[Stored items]
__________
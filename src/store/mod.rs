/// Credential Store
///
/// Read-only access to user records. The authentication core only needs to
/// find a user by email (login) or by id (refresh, profile).

mod memory;
mod postgres;

use async_trait::async_trait;
use chrono::{DateTime, Utc};

use crate::error::AppError;

pub use memory::InMemoryCredentialStore;
pub use postgres::PgCredentialStore;

/// A user record as stored by the credential store
#[derive(Debug, Clone, sqlx::FromRow)]
pub struct User {
    pub id: i64,
    pub first_name: String,
    pub last_name: String,
    pub email: String,
    pub password_hash: String,
    pub is_admin: bool,
    pub created_at: DateTime<Utc>,
    pub updated_at: DateTime<Utc>,
}

impl User {
    /// Name embedded in access tokens
    pub fn display_name(&self) -> String {
        format!("{} {}", self.first_name, self.last_name)
    }
}

#[async_trait]
pub trait CredentialStore: Send + Sync {
    async fn user_by_email(&self, email: &str) -> Result<Option<User>, AppError>;

    async fn user_by_id(&self, id: i64) -> Result<Option<User>, AppError>;
}
use actix_web::{
    dev::ServiceRequest,
    http::header::{self, HeaderMap, HeaderValue},
    http::Method,
    HttpResponse,
};

/// CORS for a single trusted browser origin
///
/// Preflight requests are answered directly and never reach a handler.
pub struct Cors {
    allowed_origin: HeaderValue,
}

impl Cors {
    /// `None` when the origin is not a valid header value.
    pub fn new(allowed_origin: &str) -> Option<Self> {
        HeaderValue::from_str(allowed_origin)
            .ok()
            .map(|allowed_origin| Self { allowed_origin })
    }
}

impl crate::middleware::Interceptor for Cors {
    fn intercept(&self, req: &ServiceRequest) -> Result<(), HttpResponse> {
        if req.method() != Method::OPTIONS {
            return Ok(());
        }

        Err(HttpResponse::Ok()
            .insert_header((header::ACCESS_CONTROL_ALLOW_CREDENTIALS, "true"))
            .insert_header((
                header::ACCESS_CONTROL_ALLOW_METHODS,
                "GET, POST, PUT, PATCH, DELETE, OPTIONS",
            ))
            .insert_header((
                header::ACCESS_CONTROL_ALLOW_HEADERS,
                "Accept, Authorization, Content-Type, X-CSRF-Token",
            ))
            .finish())
    }

    fn decorate(&self, headers: &mut HeaderMap) {
        headers.insert(header::ACCESS_CONTROL_ALLOW_ORIGIN, self.allowed_origin.clone());
    }
}
impl fmt::Display for ValidationError {
    fn fmt(&self, f: &mut fmt::Formatter<'_>) -> fmt::Result {
        match self {
            ValidationError::EmptyField(field) => write!(f, "{} is empty", field),
        }
    }
}

impl StdError for ValidationError {}

/// Credential store errors
#[derive(Debug)]
pub enum StoreError {
    NotFound(String),
    Query(String),
    Connection(String),
}

impl fmt::Display for StoreError {
    fn fmt(&self, f: &mut fmt::Formatter<'_>) -> fmt::Result {
        match self {
            StoreError::NotFound(msg) => write!(f, "Not found: {}", msg),
            StoreError::Query(msg) => write!(f, "Query error: {}", msg),
            StoreError::Connection(msg) => write!(f, "Credential store connection error: {}", msg),
        }
    }
}

impl StdError for StoreError {}

/// Authentication and authorization errors
///
/// These are the outcomes a client may observe. Token failures are folded
/// into them depending on where the token was presented.
#[derive(Debug, Clone, PartialEq, Eq)]
pub enum AuthError {
    UndecodablePayload,
    InvalidCredentials,
    /// Authorization header missing or not of the form `Bearer <token>`
    MissingToken,
    TokenExpired,
    TokenInvalid,
    WrongIssuer,
    RefreshTokenInvalid,
    TokenNotYetRenewable { retry_after: i64 },
    UnknownSubject,
}

impl AuthError {
    /// Outcome of a failed access-token check on a protected route.
    pub fn from_access(err: &TokenError) -> Self {
        match err {
            TokenError::Expired => AuthError::TokenExpired,
            TokenError::WrongIssuer => AuthError::WrongIssuer,
            _ => AuthError::TokenInvalid,
        }
    }

    /// Outcome of a failed refresh-token check.
    pub fn from_refresh(err: &TokenError) -> Self {
        match err {
            TokenError::Expired => AuthError::TokenExpired,
            _ => AuthError::RefreshTokenInvalid,
        }
    }
}

impl fmt::Display for AuthError {
    fn fmt(&self, f: &mut fmt::Formatter<'_>) -> fmt::Result {
        match self {
            AuthError::UndecodablePayload => write!(f, "Authentication payload could not be decoded"),
            AuthError::InvalidCredentials => write!(f, "Invalid credentials"),
            AuthError::MissingToken => write!(f, "Missing or invalid authorization header"),
            AuthError::TokenExpired => write!(f, "Token has expired"),
            AuthError::TokenInvalid => write!(f, "Invalid token"),
            AuthError::WrongIssuer => write!(f, "Token issuer mismatch"),
            AuthError::RefreshTokenInvalid => write!(f, "Invalid refresh token"),
            AuthError::TokenNotYetRenewable { retry_after } => {
                write!(f, "Refresh token not yet renewable, retry in {}s", retry_after)
            }
            AuthError::UnknownSubject => write!(f, "Refresh token subject is unknown"),
        }
    }
}

impl StdError for AuthError {}

/// ============================================================================
/// 2. UNIFIED APPLICATION ERROR TYPE
/// ============================================================================

#[derive(Debug)]
pub enum AppError {
    Validation(ValidationError),
    Store(StoreError),
    Auth(AuthError),
    Internal(String),
}

impl fmt::Display for AppError {
    fn fmt(&self, f: &mut fmt::Formatter<'_>) -> fmt::Result {
        match self {
            AppError::Validation(e) => write!(f, "{}", e),
            AppError::Store(e) => write!(f, "{}", e),
            AppError::Auth(e) => write!(f, "{}", e),
            AppError::Internal(msg) => write!(f, "Internal error: {}", msg),
        }
    }
}

impl StdError for AppError {}

// ============================================================================
// FROM IMPLEMENTATIONS
// ============================================================================

impl From<ValidationError> for AppError {
    fn from(err: ValidationError) -> Self {
        AppError::Validation(err)
    }
}

impl From<StoreError> for AppError {
    fn from(err: StoreError) -> Self {
        AppError::Store(err)
    }
}

impl From<AuthError> for AppError {
    fn from(err: AuthError) -> Self {
        AppError::Auth(err)
    }
}

/// Signing failures are internal; every other token failure reads as an invalid token.
impl From<TokenError> for AppError {
    fn from(err: TokenError) -> Self {
        match err {
            TokenError::Signing(msg) => AppError::Internal(msg),
            other => AppError::Auth(AuthError::from_access(&other)),
        }
    }
}

impl From<sqlx::Error> for AppError {
    fn from(err: sqlx::Error) -> Self {
        match err {
            sqlx::Error::RowNotFound => {
                AppError::Store(StoreError::NotFound("Record not found".to_string()))
            }
            sqlx::Error::PoolTimedOut | sqlx::Error::PoolClosed | sqlx::Error::Io(_) => {
                AppError::Store(StoreError::Connection(err.to_string()))
            }
            other => AppError::Store(StoreError::Query(other.to_string())),
        }
    }
}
__________
■ **What is required**
The full set of entries, copied exactly, is the expected answer.

■ **Response area**
filename src/store/mod.rs
/// Credential Store
///
/// Read-only access to user records. The authentication core only needs to
/// find a user by email (login) or by id (refresh, profile).

mod memory;
mod postgres;

use async_trait::async_trait;
use chrono::{DateTime, Utc};

use crate::error::AppError;

pub use memory::InMemoryCredentialStore;
pub use postgres::PgCredentialStore;

/// A user record as stored by the credential store
#[derive(Debug, Clone, sqlx::FromRow)]
pub struct User {
    pub id: i64,
    pub first_name: String,
    pub last_name: String,
    pub email: String,
    pub password_hash: String,
    pub is_admin: bool,
    pub created_at: DateTime<Utc>,
    pub updated_at: DateTime<Utc>,
}

impl User {
    /// Name embedded in access tokens
    pub fn display_name(&self) -> String {
        format!("{} {}", self.first_name, self.last_name)
    }
}

#[async_trait]
pub trait CredentialStore: Send + Sync {
    async fn user_by_email(&self, email: &str) -> Result<Option<User>, AppError>;

    async fn user_by_id(&self, id: i64) -> Result<Option<User>, AppError>;
}
use actix_web::{
    dev::ServiceRequest,
    http::header::{self, HeaderMap, HeaderValue},
    http::Method,
    HttpResponse,
};

/// CORS for a single trusted browser origin
///
/// Preflight requests are answered directly and never reach a handler.
pub struct Cors {
    allowed_origin: HeaderValue,
}

impl Cors {
    /// `None` when the origin is not a valid header value.
    pub fn new(allowed_origin: &str) -> Option<Self> {
        HeaderValue::from_str(allowed_origin)
            .ok()
            .map(|allowed_origin| Self { allowed_origin })
    }
}

impl crate::middleware::Interceptor for Cors {
    fn intercept(&self, req: &ServiceRequest) -> Result<(), HttpResponse> {
        if req.method() != Method::OPTIONS {
            return Ok(());
        }

        Err(HttpResponse::Ok()
            .insert_header((header::ACCESS_CONTROL_ALLOW_CREDENTIALS, "true"))
            .insert_header((
                header::ACCESS_CONTROL_ALLOW_METHODS,
                "GET, POST, PUT, PATCH, DELETE, OPTIONS",
            ))
            .insert_header((
                header::ACCESS_CONTROL_ALLOW_HEADERS,
                "Accept, Authorization, Content-Type, X-CSRF-Token",
            ))
            .finish())
    }

    fn decorate(&self, headers: &mut HeaderMap) {
        headers.insert(header::ACCESS_CONTROL_ALLOW_ORIGIN, self.allowed_origin.clone());
    }
}
impl fmt::Display for ValidationError {
    fn fmt(&self, f: &mut fmt::Formatter<'_>) -> fmt::Result {
        match self {
            ValidationError::EmptyField(field) => write!(f, "{} is empty", field),
        }
    }
}

impl StdError for ValidationError {}

/// Credential store errors
#[derive(Debug)]
pub enum StoreError {
    NotFound(String),
    Query(String),
    Connection(String),
}

impl fmt::Display for StoreError {
    fn fmt(&self, f: &mut fmt::Formatter<'_>) -> fmt::Result {
        match self {
            StoreError::NotFound(msg) => write!(f, "Not found: {}", msg),
            StoreError::Query(msg) => write!(f, "Query error: {}", msg),
            StoreError::Connection(msg) => write!(f, "Credential store connection error: {}", msg),
        }
    }
}

impl StdError for StoreError {}

/// Authentication and authorization errors
///
/// These are the outcomes a client may observe. Token failures are folded
/// into them depending on where the token was presented.
#[derive(Debug, Clone, PartialEq, Eq)]
pub enum AuthError {
    UndecodablePayload,
    InvalidCredentials,
    /// Authorization header missing or not of the form `Bearer <token>`
    MissingToken,
    TokenExpired,
    TokenInvalid,
    WrongIssuer,
    RefreshTokenInvalid,
    TokenNotYetRenewable { retry_after: i64 },
    UnknownSubject,
}

impl AuthError {
    /// Outcome of a failed access-token check on a protected route.
    pub fn from_access(err: &TokenError) -> Self {
        match err {
            TokenError::Expired => AuthError::TokenExpired,
            TokenError::WrongIssuer => AuthError::WrongIssuer,
            _ => AuthError::TokenInvalid,
        }
    }

    /// Outcome of a failed refresh-token check.
    pub fn from_refresh(err: &TokenError) -> Self {
        match err {
            TokenError::Expired => AuthError::TokenExpired,
            _ => AuthError::RefreshTokenInvalid,
        }
    }
}

impl fmt::Display for AuthError {
    fn fmt(&self, f: &mut fmt::Formatter<'_>) -> fmt::Result {
        match self {
            AuthError::UndecodablePayload => write!(f, "Authentication payload could not be decoded"),
            AuthError::InvalidCredentials => write!(f, "Invalid credentials"),
            AuthError::MissingToken => write!(f, "Missing or invalid authorization header"),
            AuthError::TokenExpired => write!(f, "Token has expired"),
            AuthError::TokenInvalid => write!(f, "Invalid token"),
            AuthError::WrongIssuer => write!(f, "Token issuer mismatch"),
            AuthError::RefreshTokenInvalid => write!(f, "Invalid refresh token"),
            AuthError::TokenNotYetRenewable { retry_after } => {
                write!(f, "Refresh token not yet renewable, retry in {}s", retry_after)
            }
            AuthError::UnknownSubject => write!(f, "Refresh token subject is unknown"),
        }
    }
}

impl StdError for AuthError {}

/// ============================================================================
/// 2. UNIFIED APPLICATION ERROR TYPE
/// ============================================================================

#[derive(Debug)]
pub enum AppError {
    Validation(ValidationError),
    Store(StoreError),
    Auth(AuthError),
    Internal(String),
}

impl fmt::Display for AppError {
    fn fmt(&self, f: &mut fmt::Formatter<'_>) -> fmt::Result {
        match self {
            AppError::Validation(e) => write!(f, "{}", e),
            AppError::Store(e) => write!(f, "{}", e),
            AppError::Auth(e) => write!(f, "{}", e),
            AppError::Internal(msg) => write!(f, "Internal error: {}", msg),
        }
    }
}

impl StdError for AppError {}

// ============================================================================
// FROM IMPLEMENTATIONS
// ============================================================================

impl From<ValidationError> for AppError {
    fn from(err: ValidationError) -> Self {
        AppError::Validation(err)
    }
}

impl From<StoreError> for AppError {
    fn from(err: StoreError) -> Self {
        AppError::Store(err)
    }
}

impl From<AuthError> for AppError {
    fn from(err: AuthError) -> Self {
        AppError::Auth(err)
    }
}

/// Signing failures are internal; every other token failure reads as an invalid token.
impl From<TokenError> for AppError {
    fn from(err: TokenError) -> Self {
        match err {
            TokenError::Signing(msg) => AppError::Internal(msg),
            other => AppError::Auth(AuthError::from_access(&other)),
        }
    }
}

impl From<sqlx::Error> for AppError {
    fn from(err: sqlx::Error) -> Self {
        match err {
            sqlx::Error::RowNotFound => {
                AppError::Store(StoreError::NotFound("Record not found".to_string()))
            }
            sqlx::Error::PoolTimedOut | sqlx::Error::PoolClosed | sqlx::Error::Io(_) => {
                AppError::Store(StoreError::Connection(err.to_string()))
            }
            other => AppError::Store(StoreError::Query(other.to_string())),
        }
    }
}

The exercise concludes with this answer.